▸ WORK ITEM
Print each record below character for character.

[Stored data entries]
==========
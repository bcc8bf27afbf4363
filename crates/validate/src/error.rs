use thiserror::Error;
use wiring_graph::GraphError;

pub type Result<T> = std::result::Result<T, ValidateError>;

#[derive(Error, Debug)]
pub enum ValidateError {
    #[error("Invalid validation options: {0}")]
    InvalidOptions(String),

    #[error(transparent)]
    Graph(#[from] GraphError),
}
==========
▸ SOLUTION TO THE EXERCISE
repository bcc8bf27afbf4363
filename crates/validate/src/error.rs
use thiserror::Error;
use wiring_graph::GraphError;

pub type Result<T> = std::result::Result<T, ValidateError>;

#[derive(Error, Debug)]
pub enum ValidateError {
    #[error("Invalid validation options: {0}")]
    InvalidOptions(String),

    #[error(transparent)]
    Graph(#[from] GraphError),
}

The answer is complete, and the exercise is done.